Writing for Insider, Hilary Bruek said Pfizer was persuaded to invest in the research necessary to develop what became the PHQ-9 by Howard Kroplick, one of their marketers. Kroplick told STAT: “It wouldn’t have happened if it wasn’t for me.” The PHQ-9 became a quick and easy tool that made many primary care doctors more comfortable prescribing antidepressants. Once Pfizer decided to underwrite the development of the PHQ-9, they contracted with Robert Spitzer and his wife Janet Williams, who were central figures in the revisions of the DSM-III.

In September of 2001, Kurt Kroenke, Robert Spitzer and Janet Williams published “The PHQ-9” in the Journal of General Medicine. The authors thought brief measures like the PHQ-9 were more likely to be used in the busy setting of primary care clinical practice. “Brevity coupled with its construct and criterion validity makes the PHQ-9 an attractive, dual-purpose instrument for making diagnoses and assessing severity of depressive disorders.” Note that the creators of the nine item PHQ-9 thought it could be used to diagnose depression. STAT reported the PHQ-9 has become an omnipresent tool, being cited in more than 11,000 scientific papers and routinely used in primary care and other routine visits.

Prescribing antidepressants in primary care based upon a PHQ-9 score of 10 or greater appears to be a sensible medical decision. There have been multiple studies such as Moriarty et al in General Hospital Psychiatry, that find the cutoff point of 10 on the PHQ-9 to have “acceptable diagnostic properties” for major depression. Studies, such as Negeri et al in the BMJ find the PHQ-9 has a combined sensitivity of 85% at the standard cutoff value of ≥10. A referral to a psychiatrist to confirm a depression diagnosis means a delay in treatment, meaning a delay in prescribing an antidepressant. Why not just recommend to the patient that they try a SSRI if their PHQ-9 score is equal to or greater than 10?
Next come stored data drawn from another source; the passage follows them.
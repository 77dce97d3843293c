//! File-backed lease store.
//!
//! A shared directory (NFS mount, bind mount, plain local dir) acts as the
//! store: one file per lease, created with **create_new** semantics so only
//! one process can create a given lease at a time. Each file carries JSON
//! metadata (owner, pid, acquired_at, ttl, purpose) used for TTL expiry and
//! for the `exlock lease` operator commands.
//!
//! The store never surfaces I/O errors through the `LeaseStore` contract:
//! failures are logged and reported as "not acquired" (acquire) or swallowed
//! (release). An unreadable lease file counts as held, because without a
//! readable TTL it cannot be proven expired; operators clear those with
//! `exlock lease clear`.

use super::{LeaseInfo, LeaseMetadata, LeaseStore};
use crate::clock::Clock;
use crate::error::{ExlockError, Result};
use std::fs::{self, OpenOptions};
use std::io::Write;
use std::path::{Path, PathBuf};
use std::sync::Arc;

/// File extension for lease files.
const LEASE_EXTENSION: &str = "lease";

/// Lease store backed by exclusive-create files in a shared directory.
pub struct FileStore {
    lease_dir: PathBuf,
    clock: Arc<dyn Clock>,
    purpose: String,
}

impl FileStore {
    /// Create a store rooted at `lease_dir`. The directory is created on
    /// first acquisition.
    pub fn new<P: AsRef<Path>>(lease_dir: P, clock: Arc<dyn Clock>) -> Self {
        Self {
            lease_dir: lease_dir.as_ref().to_path_buf(),
            clock,
            purpose: String::new(),
        }
    }

    /// Record what leases from this store are taken for (shown by
    /// `exlock lease list`).
    pub fn with_purpose(mut self, purpose: &str) -> Self {
        self.purpose = purpose.to_string();
        self
    }

    /// Directory holding the lease files.
    pub fn lease_dir(&self) -> &Path {
        &self.lease_dir
    }

    /// Path of the lease file for `key`.
    ///
    /// Key bytes outside `[A-Za-z0-9._-]` are replaced with `_` to keep the
    /// filename portable. Exotic keys that sanitize to the same name share a
    /// lease, which over-locks but never under-locks.
    pub fn lease_path(&self, key: &str) -> PathBuf {
        let sanitized: String = key
            .chars()
            .map(|c| {
                if c.is_ascii_alphanumeric() || c == '.' || c == '_' || c == '-' {
                    c
                } else {
                    '_'
                }
            })
            .collect();
        self.lease_dir
            .join(format!("{}.{}", sanitized, LEASE_EXTENSION))
    }

    /// Exclusively create the lease file and persist its metadata.
    fn create_lease(&self, path: &Path, key: &str, ttl_millis: u64) -> std::io::Result<()> {
        if let Some(parent) = path.parent()
            && !parent.exists()
        {
            fs::create_dir_all(parent)?;
        }

        let mut file = OpenOptions::new().write(true).create_new(true).open(path)?;

        let metadata =
            LeaseMetadata::new(key, ttl_millis, self.clock.now_millis(), &self.purpose);
        let json = metadata
            .to_json()
            .map_err(|e| std::io::Error::other(e.to_string()));
        let write_result = json.and_then(|json| {
            file.write_all(json.as_bytes())?;
            file.sync_all()
        });

        if let Err(e) = write_result {
            // A lease file without readable metadata would block everyone
            // until cleared; take it back out.
            let _ = fs::remove_file(path);
            return Err(e);
        }
        Ok(())
    }

    /// Reclaim an expired lease and retry the exclusive create once.
    ///
    /// The read-check-delete-create sequence is not atomic; a competitor may
    /// reclaim first, in which case our create_new simply loses. See
    /// DESIGN.md for the accepted race window.
    fn reclaim_and_retry(&self, path: &Path, key: &str, ttl_millis: u64) -> bool {
        tracing::debug!(key, "reclaiming expired lease");
        if let Err(e) = fs::remove_file(path) {
            if e.kind() != std::io::ErrorKind::NotFound {
                tracing::error!(key, error = %e, "failed to remove expired lease");
                return false;
            }
        }
        match self.create_lease(path, key, ttl_millis) {
            Ok(()) => true,
            Err(e) => {
                tracing::debug!(key, error = %e, "lost reclaim race");
                false
            }
        }
    }

    /// List all leases in the store, expired ones included.
    pub fn list(&self) -> Result<Vec<LeaseInfo>> {
        let mut leases = Vec::new();

        if !self.lease_dir.exists() {
            return Ok(leases);
        }

        let entries = fs::read_dir(&self.lease_dir).map_err(|e| {
            ExlockError::UserError(format!(
                "failed to read lease directory '{}': {}",
                self.lease_dir.display(),
                e
            ))
        })?;

        let now = self.clock.now_millis();
        for entry in entries {
            let entry = entry.map_err(|e| {
                ExlockError::UserError(format!("failed to read lease directory entry: {}", e))
            })?;
            let path = entry.path();

            if path.extension().and_then(|e| e.to_str()) != Some(LEASE_EXTENSION) {
                continue;
            }

            // Skip unparseable files here; `clear` can still remove them.
            let Ok(metadata) = LeaseMetadata::from_file(&path) else {
                continue;
            };

            let is_expired = metadata.is_expired(now);
            leases.push(LeaseInfo {
                path,
                metadata,
                is_expired,
            });
        }

        leases.sort_by(|a, b| a.metadata.key.cmp(&b.metadata.key));
        Ok(leases)
    }

    /// Remove the lease for `key` regardless of holder or expiry, returning
    /// its last-known info for audit output.
    ///
    /// The caller is responsible for confirming the holder is really gone
    /// (the CLI requires `--force`).
    pub fn clear(&self, key: &str) -> Result<LeaseInfo> {
        let path = self.lease_path(key);

        if !path.exists() {
            return Err(ExlockError::UserError(format!(
                "no lease for key '{}' at: {}",
                key,
                path.display()
            )));
        }

        let metadata = LeaseMetadata::from_file(&path)?;
        let is_expired = metadata.is_expired(self.clock.now_millis());

        fs::remove_file(&path).map_err(|e| {
            ExlockError::UserError(format!("failed to clear lease '{}': {}", path.display(), e))
        })?;

        Ok(LeaseInfo {
            path,
            metadata,
            is_expired,
        })
    }
}

impl LeaseStore for FileStore {
    fn try_acquire(&self, key: &str, ttl_millis: u64) -> bool {
        let path = self.lease_path(key);

        match self.create_lease(&path, key, ttl_millis) {
            Ok(()) => {
                tracing::debug!(key, ttl_millis, "lease acquired (file)");
                true
            }
            Err(e) if e.kind() == std::io::ErrorKind::AlreadyExists => {
                match LeaseMetadata::from_file(&path) {
                    Ok(meta) if meta.is_expired(self.clock.now_millis()) => {
                        self.reclaim_and_retry(&path, key, ttl_millis)
                    }
                    Ok(_) => false,
                    Err(e) => {
                        // Can't prove it expired without a readable TTL.
                        tracing::error!(key, error = %e, "unreadable lease file, treating as held");
                        false
                    }
                }
            }
            Err(e) => {
                tracing::error!(key, error = %e, "failed to acquire lease");
                false
            }
        }
    }

    fn release(&self, key: &str) {
        let path = self.lease_path(key);
        match fs::remove_file(&path) {
            Ok(()) => tracing::debug!(key, "lease released (file)"),
            Err(e) if e.kind() == std::io::ErrorKind::NotFound => {}
            Err(e) => {
                // Best effort: the TTL bounds how long a stuck lease lingers.
                tracing::error!(key, error = %e, "failed to release lease");
            }
        }
    }
}

#[cfg(test)]
mod tests {
    use super::*;
    use crate::clock::{ManualClock, SystemClock};
    use tempfile::TempDir;

    fn test_store() -> (TempDir, Arc<ManualClock>, FileStore) {
        let dir = TempDir::new().unwrap();
        let clock = Arc::new(ManualClock::new(1_700_000_000_000));
        let store = FileStore::new(dir.path(), clock.clone()).with_purpose("test");
        (dir, clock, store)
    }

    #[test]
    fn acquire_creates_lease_file_with_metadata() {
        let (_dir, _clock, store) = test_store();

        assert!(store.try_acquire("job-x", 60_000));

        let path = store.lease_path("job-x");
        assert!(path.exists());

        let meta = LeaseMetadata::from_file(&path).unwrap();
        assert_eq!(meta.key, "job-x");
        assert_eq!(meta.ttl_millis, 60_000);
        assert_eq!(meta.purpose, "test");
        assert!(meta.pid.is_some());
    }

    #[test]
    fn second_acquire_fails_while_lease_is_live() {
        let (_dir, _clock, store) = test_store();

        assert!(store.try_acquire("job-x", 60_000));
        assert!(!store.try_acquire("job-x", 60_000));
    }

    #[test]
    fn release_then_acquire_succeeds() {
        let (_dir, _clock, store) = test_store();

        assert!(store.try_acquire("job-x", 60_000));
        store.release("job-x");
        assert!(store.try_acquire("job-x", 60_000));
    }

    #[test]
    fn release_is_idempotent() {
        let (_dir, _clock, store) = test_store();

        store.release("job-x");
        assert!(store.try_acquire("job-x", 60_000));
        store.release("job-x");
        store.release("job-x");
    }

    #[test]
    fn expired_lease_is_reclaimed() {
        let (_dir, clock, store) = test_store();

        assert!(store.try_acquire("job-x", 1000));
        assert!(!store.try_acquire("job-x", 1000));

        clock.advance(1000);
        assert!(store.try_acquire("job-x", 1000));

        // The reclaimed lease belongs to the new acquisition.
        let meta = LeaseMetadata::from_file(store.lease_path("job-x")).unwrap();
        assert_eq!(meta.acquired_at.timestamp_millis() as u64, clock.now_millis());
    }

    #[test]
    fn unreadable_lease_file_counts_as_held() {
        let (_dir, _clock, store) = test_store();

        fs::create_dir_all(store.lease_dir()).unwrap();
        fs::write(store.lease_path("job-x"), "not json").unwrap();

        assert!(!store.try_acquire("job-x", 60_000));
    }

    #[test]
    fn keys_are_sanitized_into_portable_filenames() {
        let (_dir, _clock, store) = test_store();

        let path = store.lease_path("tenant/42:cleanup");
        let name = path.file_name().unwrap().to_str().unwrap();
        assert_eq!(name, "tenant_42_cleanup.lease");

        assert!(store.try_acquire("tenant/42:cleanup", 60_000));
        assert!(path.exists());
    }

    #[test]
    fn list_reports_live_and_expired_leases() {
        let (_dir, clock, store) = test_store();

        assert!(store.try_acquire("short", 1000));
        assert!(store.try_acquire("long", 60_000));
        clock.advance(2000);

        let leases = store.list().unwrap();
        assert_eq!(leases.len(), 2);

        // Sorted by key.
        assert_eq!(leases[0].metadata.key, "long");
        assert!(!leases[0].is_expired);
        assert_eq!(leases[1].metadata.key, "short");
        assert!(leases[1].is_expired);
    }

    #[test]
    fn list_is_empty_when_directory_missing() {
        let dir = TempDir::new().unwrap();
        let store = FileStore::new(dir.path().join("never-created"), Arc::new(SystemClock));
        assert!(store.list().unwrap().is_empty());
    }

    #[test]
    fn list_skips_foreign_and_corrupt_files() {
        let (_dir, _clock, store) = test_store();

        assert!(store.try_acquire("job-x", 60_000));
        fs::write(store.lease_dir().join("notes.txt"), "hi").unwrap();
        fs::write(store.lease_dir().join("broken.lease"), "not json").unwrap();

        let leases = store.list().unwrap();
        assert_eq!(leases.len(), 1);
        assert_eq!(leases[0].metadata.key, "job-x");
    }

    #[test]
    fn clear_removes_lease_and_returns_info() {
        let (_dir, _clock, store) = test_store();

        assert!(store.try_acquire("job-x", 60_000));
        let cleared = store.clear("job-x").unwrap();

        assert_eq!(cleared.metadata.key, "job-x");
        assert!(!cleared.is_expired);
        assert!(!store.lease_path("job-x").exists());
        assert!(store.try_acquire("job-x", 60_000));
    }

    #[test]
    fn clear_of_absent_lease_fails() {
        let (_dir, _clock, store) = test_store();

        let result = store.clear("nope");
        assert!(result.is_err());
        assert!(result.unwrap_err().to_string().contains("no lease"));
    }

    #[test]
    fn concurrent_file_acquire_admits_exactly_one_winner() {
        use std::sync::Barrier;
        use std::sync::atomic::{AtomicUsize, Ordering};

        let dir = TempDir::new().unwrap();
        let store = Arc::new(FileStore::new(dir.path(), Arc::new(SystemClock)));
        let barrier = Arc::new(Barrier::new(8));
        let wins = Arc::new(AtomicUsize::new(0));

        let handles: Vec<_> = (0..8)
            .map(|_| {
                let store = store.clone();
                let barrier = barrier.clone();
                let wins = wins.clone();
                std::thread::spawn(move || {
                    barrier.wait();
                    if store.try_acquire("job-x", 60_000) {
                        wins.fetch_add(1, Ordering::SeqCst);
                    }
                })
            })
            .collect();

        for handle in handles {
            handle.join().unwrap();
        }
        assert_eq!(wins.load(Ordering::SeqCst), 1);
    }
}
Malpass et al noted their concern that self-administered questionnaires like the PHQ-9 were regularly used in clinical practice to guide prescribing or to measure recovery and response to treatment. They thought when patients were given the PHQ-9, they were not interpreting the question items in the same way. They used a research technique called cognitive interviewing to identify ‘interpretive measurement error’ (IME). They found a wide range of comprehension and answer-mapping difficulties on the PHQ-9 that persisted over time.

Clinicians have expressed uncertainty about the PHQ-9’s validity and utility, and in the management and diagnosis of depression within primary care have a strong preference for clinical judgement over scores on severity measures. In light of the numerous ways the PHQ-9 may be missing the presence and/or intensity of certain symptoms that are meaningful to patients, clinicians should continue to adopt caution when using and interpreting questionnaire scores. The study raises the question that longer assessments may be better in providing opportunities for distinguishing frequency and severity.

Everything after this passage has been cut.